The Daily Telegraph

Cocaine, corruption and carnage: the world’s deadliest narcotics gangs

- Guy Kelly

Sometimes referred to as a “Supergang”, “the Gulf Clan” – also known as the Urabeños – has arguably become the most powerful criminal force in Colombia, and one of the largest distributo­rs of cocaine in the world. Its members often wear army uniforms and employ military tactics, including road blockades, curfews and allegedly imposing “taxes” on drug-related activity in its territory.

In October 2021, the future of CDG looked in doubt when its leader, Dairo Antonio Úsuga David, right, was arrested.

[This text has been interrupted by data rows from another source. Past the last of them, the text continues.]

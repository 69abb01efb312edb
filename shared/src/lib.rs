//! Shared domain types and business rules for the ERP back-office
//!
//! Everything in this crate is free of I/O so the rules that guard stock,
//! totals and scheduling can be exercised without a database.

pub mod models;
pub mod types;
pub mod validation;

pub use models::*;
pub use types::*;
pub use validation::*;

Seven months later he was extradited to the United States and charged in New York. The next day, CDG forces chose to remind Colombia of their power, forcing highway closures and village shutdowns in 180 municipali­ties. They have since appeared willing to engage with the government in a peace deal, but with some 6,000 members and various factions, it seems unlikely the entire cartel would be in agreement. Or keep the peace.

Originally founded by deserters from the Mexican special forces (some of whom, therefore, had US army training, which they would deploy in demonic fashion), the Zetas started as heavies for the Gulf Cartel before breaking away in the mid-2000s and forming networks across the Americas, Africa and Europe. Their background makes the Zetas especially savvy, sophistica­ted and violent, but after once being the most feared of all Mexican cartels, they are considered an increasing­ly diminished force, splinterin­g into smaller cells and focusing on local crime over internatio­nal drug traffickin­g.

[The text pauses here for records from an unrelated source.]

//! Stock movement service
//!
//! Every write to `products.current_stock` goes through `apply_change`, which
//! stores the matching movement row in the same transaction.

use std::collections::BTreeMap;

use chrono::{DateTime, Utc};
use serde::{Deserialize, Serialize};
use shared::{plan_manual_movement, MovementType, OutPolicy, StockChange, StockLevel};
use sqlx::{FromRow, PgConnection, PgPool};
use uuid::Uuid;
use validator::Validate;

use crate::config::Config;
use crate::error::{AppError, AppResult};
use crate::services::Actor;

/// Stock service for manual adjustments and the movement journal
#[derive(Clone)]
pub struct StockService {
    db: PgPool,
    out_policy: OutPolicy,
}

/// Stock movement record
#[derive(Debug, Clone, Serialize, FromRow)]
pub struct StockMovement {
    pub id: Uuid,
    pub product_id: Uuid,
    pub movement_type: String,
    pub quantity: i32,
    pub stock_before: i32,
    pub stock_after: i32,
    pub reason: String,
    pub order_id: Option<Uuid>,
    pub user_id: Option<Uuid>,
    pub actor_name: Option<String>,
    pub created_at: DateTime<Utc>,
}

/// Movement joined with its product, for journal listings
#[derive(Debug, Clone, Serialize, FromRow)]
pub struct MovementWithProduct {
    #[sqlx(flatten)]
    #[serde(flatten)]
    pub movement: StockMovement,
    pub product_reference: String,
    pub product_name: String,
}

/// Input for a manual stock adjustment
#[derive(Debug, Deserialize, Validate)]
pub struct AdjustStockInput {
    pub movement_type: MovementType,
    pub quantity: i32,
    #[validate(length(min = 1, max = 100, message = "Reason must be 1-100 characters"))]
    pub reason: String,
}

/// Result of a manual adjustment
#[derive(Debug, Clone, Serialize)]
pub struct AdjustStockResult {
    pub product_id: Uuid,
    pub current_stock: i32,
    pub is_low_stock: bool,
    pub movement: StockMovement,
}

/// Query parameters for the movement journal
#[derive(Debug, Default, Deserialize)]
pub struct ListMovementsQuery {
    pub product_id: Option<Uuid>,
    pub movement_type: Option<String>,
    pub limit: Option<i64>,
}

#[derive(Debug, FromRow)]
struct LockedProduct {
    id: Uuid,
    reference: String,
    current_stock: i32,
    min_stock: i32,
}

const MOVEMENT_COLUMNS: &str = "id, product_id, movement_type, quantity, stock_before, \
     stock_after, reason, order_id, user_id, actor_name, created_at";

/// Lock the given products and read their stock, in ascending id order
pub async fn lock_stock_levels(
    conn: &mut PgConnection,
    product_ids: &[Uuid],
) -> AppResult<BTreeMap<Uuid, StockLevel>> {
    let rows = sqlx::query_as::<_, (Uuid, String, i32)>(
        r#"
        SELECT id, reference, current_stock
        FROM products
        WHERE id = ANY($1)
        ORDER BY id
        FOR UPDATE
        "#,
    )
    .bind(product_ids)
    .fetch_all(&mut *conn)
    .await?;

    Ok(rows
        .into_iter()
        .map(|(id, reference, current_stock)| {
            (
                id,
                StockLevel {
                    product_id: id,
                    reference,
                    current_stock,
                },
            )
        })
        .collect())
}

/// Write one planned change: the product's new level and its movement row
pub async fn apply_change(
    conn: &mut PgConnection,
    change: &StockChange,
    reason: &str,
    order_id: Option<Uuid>,
    actor: &Actor,
) -> AppResult<StockMovement> {
    sqlx::query("UPDATE products SET current_stock = $2, updated_at = NOW() WHERE id = $1")
        .bind(change.product_id)
        .bind(change.stock_after)
        .execute(&mut *conn)
        .await?;

    let movement = sqlx::query_as::<_, StockMovement>(&format!(
        r#"
        INSERT INTO stock_movements (
            id, product_id, movement_type, quantity, stock_before, stock_after,
            reason, order_id, user_id, actor_name
        )
        VALUES ($1, $2, $3, $4, $5, $6, $7, $8, $9, $10)
        RETURNING {}
        "#,
        MOVEMENT_COLUMNS
    ))
    .bind(Uuid::new_v4())
    .bind(change.product_id)
    .bind(change.movement_type.as_str())
    .bind(change.quantity)
    .bind(change.stock_before)
    .bind(change.stock_after)
    .bind(reason)
    .bind(order_id)
    .bind(actor.user_id)
    .bind(&actor.name)
    .fetch_one(&mut *conn)
    .await?;

    tracing::info!(
        product_id = %change.product_id,
        movement_type = change.movement_type.as_str(),
        before = change.stock_before,
        after = change.stock_after,
        "Stock changed"
    );

    Ok(movement)
}

impl StockService {
    /// Create a new StockService instance
    pub fn new(db: PgPool, config: &Config) -> Self {
        Self {
            db,
            out_policy: config.stock.out_policy,
        }
    }

    /// Apply a manual movement to one product under a row lock
    #[tracing::instrument(skip(self, input, actor), fields(user_id = %actor.user_id))]
    pub async fn adjust_stock(
        &self,
        product_id: Uuid,
        input: AdjustStockInput,
        actor: &Actor,
    ) -> AppResult<AdjustStockResult> {
        input.validate()?;
        shared::validate_reason(&input.reason).map_err(|msg| AppError::validation("reason", msg))?;

        let mut tx = self.db.begin().await?;

        let product = sqlx::query_as::<_, LockedProduct>(
            "SELECT id, reference, current_stock, min_stock FROM products WHERE id = $1 FOR UPDATE",
        )
        .bind(product_id)
        .fetch_optional(&mut *tx)
        .await?
        .ok_or_else(|| AppError::NotFound("Product".to_string()))?;

        let level = StockLevel {
            product_id: product.id,
            reference: product.reference,
            current_stock: product.current_stock,
        };
        let change = plan_manual_movement(&level, input.movement_type, input.quantity, self.out_policy)?;

        if change.movement_type == MovementType::Out && change.quantity < input.quantity {
            tracing::warn!(
                product_id = %product_id,
                requested = input.quantity,
                removed = change.quantity,
                "Manual out clamped at zero"
            );
        }

        let movement = apply_change(&mut *tx, &change, input.reason.trim(), None, actor).await?;

        tx.commit().await?;

        Ok(AdjustStockResult {
            product_id,
            current_stock: change.stock_after,
            is_low_stock: shared::is_low_stock(change.stock_after, product.min_stock),
            movement,
        })
    }

    /// Movement journal, newest first
    pub async fn list_movements(
        &self,
        query: ListMovementsQuery,
    ) -> AppResult<Vec<MovementWithProduct>> {
        let movement_type = query
            .movement_type
            .as_deref()
            .filter(|s| !s.is_empty())
            .map(str::parse::<MovementType>)
            .transpose()?;

        let movements = sqlx::query_as::<_, MovementWithProduct>(
            r#"
            SELECT m.id, m.product_id, m.movement_type, m.quantity, m.stock_before,
                   m.stock_after, m.reason, m.order_id, m.user_id, m.actor_name, m.created_at,
                   p.reference AS product_reference, p.name AS product_name
            FROM stock_movements m
            JOIN products p ON p.id = m.product_id
            WHERE ($1::uuid IS NULL OR m.product_id = $1)
              AND ($2::text IS NULL OR m.movement_type = $2)
            ORDER BY m.created_at DESC
            LIMIT $3
            "#,
        )
        .bind(query.product_id)
        .bind(movement_type.map(|t| t.as_str()))
        .bind(shared::clamp_limit(query.limit))
        .fetch_all(&self.db)
        .await?;

        Ok(movements)
    }

    /// Movements of one product, newest first
    pub async fn product_movements(&self, product_id: Uuid) -> AppResult<Vec<StockMovement>> {
        let exists = sqlx::query_scalar::<_, bool>(
            "SELECT EXISTS(SELECT 1 FROM products WHERE id = $1)",
        )
        .bind(product_id)
        .fetch_one(&self.db)
        .await?;

        if !exists {
            return Err(AppError::NotFound("Product".to_string()));
        }

        let movements = sqlx::query_as::<_, StockMovement>(&format!(
            "SELECT {} FROM stock_movements WHERE product_id = $1 ORDER BY created_at DESC",
            MOVEMENT_COLUMNS
        ))
        .bind(product_id)
        .fetch_all(&self.db)
        .await?;

        Ok(movements)
    }
}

Anybody hoping the 2016 capture of Mexican kingpin “El Chapo”, right, would end the activities of his Sinaloa cartel must be sorely disappoint­ed. One thing his arrest has done, though, is reveal how much influence the organisati­on had – or has. Just this week, Genaro García Luna, who headed Mexico’s equivalent of MI6 from 2001 to 2006, and was public security minister from 2006 to 2012, has been on trial in New York accused of conspiring with the cartel.

The Sinaloa remains a force – even with El Chapo behind bars, and despite its great rival, the Jalisco Cartel New Generation, gaining ground in Mexico. To get some idea of how bold Brazilian former prison gang Primeiro Comando da Capital (meaning First Capital Command, or PCC) is, consider the killing of Paraguayan anticorrup­tion prosecutor Marcelo Pecci last year. Pecci was on his honeymoon with his pregnant wife, Claudia Aguilera, on the Colombian island of Barú in May. He was approached on the beach by two men, who were allegedly paid £410,000 by the PCC, and shot dead.

Despite its existence having long been denied by the authoritie­s in Brazil, the PCC was recognised in 2019 as a gargantuan operation that had emerged from prisons to become the dominant player in Brazilian drug traffickin­g, with potentiall­y tens of thousands of members. Relentless­ly eliminatin­g rival gangs as it goes, the PCC has now spread across South America, not least into Paraguay – which, according to some reports, it “threatens to turn into a narcostate”.